Source information>
--*--
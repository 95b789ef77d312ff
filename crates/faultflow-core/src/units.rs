//! Unit newtypes for the quantities that cross the study API.
//!
//! Specified power is entered in MW/Mvar and converted to per-unit on the
//! system MVA base before it reaches the solver. Angles are always radians
//! inside the numerics; [`Degrees`] exists for presentation only.
//!
//! All types are `#[repr(transparent)]` over `f64` and serialize as plain
//! numbers.
//!
//! ```
//! use faultflow_core::units::{Degrees, Megawatts, MegavoltAmperes};
//!
//! let p = Megawatts(110.0);
//! assert!((p.to_per_unit(MegavoltAmperes(100.0)) - 1.1).abs() < 1e-12);
//!
//! let angle = Degrees(90.0).to_radians();
//! assert!((angle.sin() - 1.0).abs() < 1e-12);
//! ```

use serde::{Deserialize, Serialize};
use std::ops::{Add, Div, Mul, Neg, Sub};

macro_rules! impl_unit_ops {
    ($type:ty, $unit_name:literal) => {
        impl Add for $type {
            type Output = Self;
            fn add(self, rhs: Self) -> Self::Output {
                Self(self.0 + rhs.0)
            }
        }

        impl Sub for $type {
            type Output = Self;
            fn sub(self, rhs: Self) -> Self::Output {
                Self(self.0 - rhs.0)
            }
        }

        impl Neg for $type {
            type Output = Self;
            fn neg(self) -> Self::Output {
                Self(-self.0)
            }
        }

        impl Mul<f64> for $type {
            type Output = Self;
            fn mul(self, rhs: f64) -> Self::Output {
                Self(self.0 * rhs)
            }
        }

        impl Div<$type> for $type {
            type Output = f64;
            fn div(self, rhs: $type) -> Self::Output {
                self.0 / rhs.0
            }
        }

        impl std::fmt::Display for $type {
            fn fmt(&self, f: &mut std::fmt::Formatter<'_>) -> std::fmt::Result {
                write!(f, "{:.4} {}", self.0, $unit_name)
            }
        }

        impl $type {
            #[inline]
            pub const fn new(value: f64) -> Self {
                Self(value)
            }

            /// Raw numeric value
            #[inline]
            pub const fn value(self) -> f64 {
                self.0
            }

            #[inline]
            pub fn is_finite(self) -> bool {
                self.0.is_finite()
            }
        }

        impl std::iter::Sum for $type {
            fn sum<I: Iterator<Item = Self>>(iter: I) -> Self {
                Self(iter.map(|x| x.0).sum())
            }
        }
    };
}

// =============================================================================
// Power
// =============================================================================

/// Active power in megawatts (MW)
#[derive(Debug, Clone, Copy, PartialEq, PartialOrd, Default, Serialize, Deserialize)]
#[repr(transparent)]
pub struct Megawatts(pub f64);

impl_unit_ops!(Megawatts, "MW");

/// Reactive power in megavolt-amperes reactive (Mvar)
#[derive(Debug, Clone, Copy, PartialEq, PartialOrd, Default, Serialize, Deserialize)]
#[repr(transparent)]
pub struct Megavars(pub f64);

impl_unit_ops!(Megavars, "Mvar");

/// Apparent power in megavolt-amperes (MVA). Used for the system base and
/// machine ratings.
#[derive(Debug, Clone, Copy, PartialEq, PartialOrd, Default, Serialize, Deserialize)]
#[repr(transparent)]
pub struct MegavoltAmperes(pub f64);

impl_unit_ops!(MegavoltAmperes, "MVA");

impl Megawatts {
    /// Per-unit value on the given system base.
    #[inline]
    pub fn to_per_unit(self, base: MegavoltAmperes) -> f64 {
        self.0 / base.0
    }

    #[inline]
    pub fn from_per_unit(pu: f64, base: MegavoltAmperes) -> Self {
        Self(pu * base.0)
    }
}

impl Megavars {
    /// Per-unit value on the given system base.
    #[inline]
    pub fn to_per_unit(self, base: MegavoltAmperes) -> f64 {
        self.0 / base.0
    }

    #[inline]
    pub fn from_per_unit(pu: f64, base: MegavoltAmperes) -> Self {
        Self(pu * base.0)
    }
}

impl MegavoltAmperes {
    /// Base line current for a three-phase system: `I = S / (√3 · V_LL)`.
    #[inline]
    pub fn base_current(self, base_kv: Kilovolts) -> Kiloamperes {
        Kiloamperes(self.0 / (3.0_f64.sqrt() * base_kv.0))
    }
}

// =============================================================================
// Voltage
// =============================================================================

/// Voltage magnitude in per-unit (pu)
#[derive(Debug, Clone, Copy, PartialEq, PartialOrd, Default, Serialize, Deserialize)]
#[repr(transparent)]
pub struct PerUnit(pub f64);

impl_unit_ops!(PerUnit, "pu");

/// Line-to-line voltage in kilovolts (kV)
#[derive(Debug, Clone, Copy, PartialEq, PartialOrd, Default, Serialize, Deserialize)]
#[repr(transparent)]
pub struct Kilovolts(pub f64);

impl_unit_ops!(Kilovolts, "kV");

impl PerUnit {
    pub const ONE: Self = Self(1.0);
}

// =============================================================================
// Angle
// =============================================================================

/// Angle in radians
#[derive(Debug, Clone, Copy, PartialEq, PartialOrd, Default, Serialize, Deserialize)]
#[repr(transparent)]
pub struct Radians(pub f64);

impl_unit_ops!(Radians, "rad");

/// Angle in degrees (display only)
#[derive(Debug, Clone, Copy, PartialEq, PartialOrd, Default, Serialize, Deserialize)]
#[repr(transparent)]
pub struct Degrees(pub f64);

impl_unit_ops!(Degrees, "°");

impl Radians {
    pub const ZERO: Self = Self(0.0);

    #[inline]
    pub fn to_degrees(self) -> Degrees {
        Degrees(self.0.to_degrees())
    }

    #[inline]
    pub fn sin(self) -> f64 {
        self.0.sin()
    }

    #[inline]
    pub fn cos(self) -> f64 {
        self.0.cos()
    }
}

impl Degrees {
    #[inline]
    pub fn to_radians(self) -> Radians {
        Radians(self.0.to_radians())
    }
}

// =============================================================================
// Frequency and current
// =============================================================================

/// System frequency in hertz (Hz)
#[derive(Debug, Clone, Copy, PartialEq, PartialOrd, Default, Serialize, Deserialize)]
#[repr(transparent)]
pub struct Hertz(pub f64);

impl_unit_ops!(Hertz, "Hz");

impl Hertz {
}

/// Current in kiloamperes (kA)
#[derive(Debug, Clone, Copy, PartialEq, PartialOrd, Default, Serialize, Deserialize)]
#[repr(transparent)]
pub struct Kiloamperes(pub f64);

impl_unit_ops!(Kiloamperes, "kA");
--*--
What needs to be done> The answer is a number only: how many lines of the data above include "Mvar"?

Answer section> 3